Can patients with mild non-neoplastic lesions diagnosed at baseline screening be safely exempt from surveillance: evidence from multicenter community-based cohorts

Surveillance recommendations for gastric cancer（GC） in current guidelines focused on advanced precancerous lesions and were based on precise diagnosis of severity/extent of baseline lesions. We aimed to develop a less endoscopy-related equipment-dependent risk-stratification tool, and assessed whether mild-precursor-lesion patients can be safely exempt from surveillance. In the multicenter communitybased cohort, 75,051 participants receiving baseline endoscopy were enrolled during 2015–2017 and followed-up until 2021. Cumulative incidence rates（CIRs） of GC for precancerous-conditions were calculated by Kaplan-Meier method and compared by Log-rank tests. Mixedeffects Cox regression models were used to detect potential factors for progression towards GC. A risk score was calculated as counts of selected factors. An independent cohort, including 26,586 participants was used for external validation. During a median follow-up of 6.25 years, CIRs of GC were 0.302%, 0.436%, and 4.756% for normal group, non-neoplastic（atrophic gastritis/intestinal metaplasia） and neoplastic lesions（low-grade/high-grade dysplasia）, respectively(Ptrend<0.001). Four predictors, including male, ≥60 years, smoking, and limited vegetable consumption, were selected for risk-stratification.
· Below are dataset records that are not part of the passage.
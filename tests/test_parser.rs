use hearth::http::parser::{parse_request_head, ParseError};
use hearth::http::request::Method;

const ALLOWED: &[Method] = &[Method::GET, Method::POST];

#[test]
fn test_parse_simple_get_request() {
    let req = b"GET /index.html HTTP/1.1\r\nHost: example.com\r\n\r\n";
    let head = parse_request_head(req, ALLOWED).unwrap();

    assert_eq!(head.method, Method::GET);
    assert_eq!(head.path, "/index.html");
    assert_eq!(head.version, "HTTP/1.1");
    assert_eq!(head.query, None);
    assert_eq!(head.headers.get("Host"), Some("example.com"));
    assert_eq!(head.body_offset, Some(req.len()));
    assert_eq!(head.content_length, 0);
}

#[test]
fn test_parse_post_request_with_body_offset() {
    let req = b"POST /api HTTP/1.1\r\nHost: localhost\r\nContent-Length: 5\r\n\r\nhello";
    let head = parse_request_head(req, ALLOWED).unwrap();

    assert_eq!(head.method, Method::POST);
    assert_eq!(head.content_length, 5);
    let offset = head.body_offset.unwrap();
    assert_eq!(&req[offset..], b"hello");
}

#[test]
fn test_parse_splits_query_at_first_question_mark() {
    let req = b"GET /search?q=rust&x=a?b HTTP/1.1\r\n\r\n";
    let head = parse_request_head(req, ALLOWED).unwrap();

    assert_eq!(head.path, "/search");
    assert_eq!(head.query.as_deref(), Some("q=rust&x=a?b"));
}

#[test]
fn test_parse_keeps_duplicate_headers_in_order() {
    let req = b"GET / HTTP/1.1\r\nAccept: a\r\nX-Trace: 1\r\naccept: b\r\n\r\n";
    let head = parse_request_head(req, ALLOWED).unwrap();

    let accepts: Vec<&str> = head.headers.get_all("Accept").collect();
    assert_eq!(accepts, vec!["a", "b"]);
    assert_eq!(
        head.headers.lines(),
        vec!["Accept: a", "X-Trace: 1", "accept: b"]
    );
}

#[test]
fn test_parse_missing_blank_line_means_no_headers() {
    let req = b"GET /file.txt HTTP/1.1\r\nHost: example.com\r\n";
    let head = parse_request_head(req, ALLOWED).unwrap();

    assert!(head.headers.is_empty());
    assert_eq!(head.body_offset, None);
    assert_eq!(head.content_length, 0);
}

#[test]
fn test_parse_missing_request_line_terminator() {
    let result = parse_request_head(b"GET / HTTP/1.1", ALLOWED);
    assert_eq!(result, Err(ParseError::MissingRequestLine));
}

#[test]
fn test_parse_request_line_needs_three_tokens() {
    for line in [
        "GET /\r\n\r\n",
        "GET / HTTP/1.1 extra\r\n\r\n",
        "GET  / HTTP/1.1\r\n\r\n",
        "\r\n\r\n",
    ] {
        let result = parse_request_head(line.as_bytes(), ALLOWED);
        assert_eq!(result, Err(ParseError::InvalidRequestLine), "line {:?}", line);
    }
}

#[test]
fn test_parse_rejects_methods_outside_allow_list() {
    let result = parse_request_head(b"PUT /x HTTP/1.1\r\n\r\n", ALLOWED);
    assert_eq!(result, Err(ParseError::MethodNotAllowed("PUT".to_string())));

    let result = parse_request_head(b"BREW /pot HTTP/1.1\r\n\r\n", ALLOWED);
    assert_eq!(result, Err(ParseError::MethodNotAllowed("BREW".to_string())));

    let head = parse_request_head(b"PUT /x HTTP/1.1\r\n\r\n", &[Method::PUT]).unwrap();
    assert_eq!(head.method, Method::PUT);
}

#[test]
fn test_parse_rejects_empty_path() {
    let result = parse_request_head(b"GET ?a=1 HTTP/1.1\r\n\r\n", ALLOWED);
    assert_eq!(result, Err(ParseError::EmptyPath));
}

#[test]
fn test_parse_skips_header_without_colon() {
    let req = b"GET / HTTP/1.1\r\nHost: x\r\nBrokenHeader\r\n: nameless\r\nAccept: */*\r\n\r\n";
    let head = parse_request_head(req, ALLOWED).unwrap();

    assert_eq!(head.headers.len(), 2);
    assert_eq!(head.headers.get("Host"), Some("x"));
    assert_eq!(head.headers.get("Accept"), Some("*/*"));
    assert_eq!(head.body_offset, Some(req.len()));
}

#[test]
fn test_parse_rejects_non_utf8_header_block() {
    let result = parse_request_head(b"GET / HTTP/1.1\r\nX-Bin: \xff\xfe\r\n\r\n", ALLOWED);
    assert_eq!(result, Err(ParseError::InvalidHeader));
}

#[test]
fn test_parse_unparseable_content_length_is_zero() {
    let req = b"POST /api HTTP/1.1\r\nContent-Length: ten\r\n\r\nhello";
    let head = parse_request_head(req, ALLOWED).unwrap();
    assert_eq!(head.content_length, 0);

    let req = b"POST /api HTTP/1.1\r\ncontent-length:  7 \r\n\r\n";
    let head = parse_request_head(req, ALLOWED).unwrap();
    assert_eq!(head.content_length, 7);
}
High-risk patients（≥3 risk factors） with non-neoplastic lesions showed higher GC risks（adjusted HR=7.73, 95%CI: 4.29–13.92）, and their four-year CIR reached the one-year CIR of neoplastic lesions. Further categorizing non-neoplastic lesions by histological grade, both patients with moderate-to-severe lesions（aHR=3.07, 95%CI: 1.67–5.64） and high-risk patients with mild lesions（aHR=7.29, 95%CI: 3.58–14.86） showed higher risks. Consistent trends were observed in validation cohort. High-risk mild-precursor-lesion patients should receive surveillance within 3–5 years after baseline screening. Our study provides evidence on supplementing current guideline recommendations.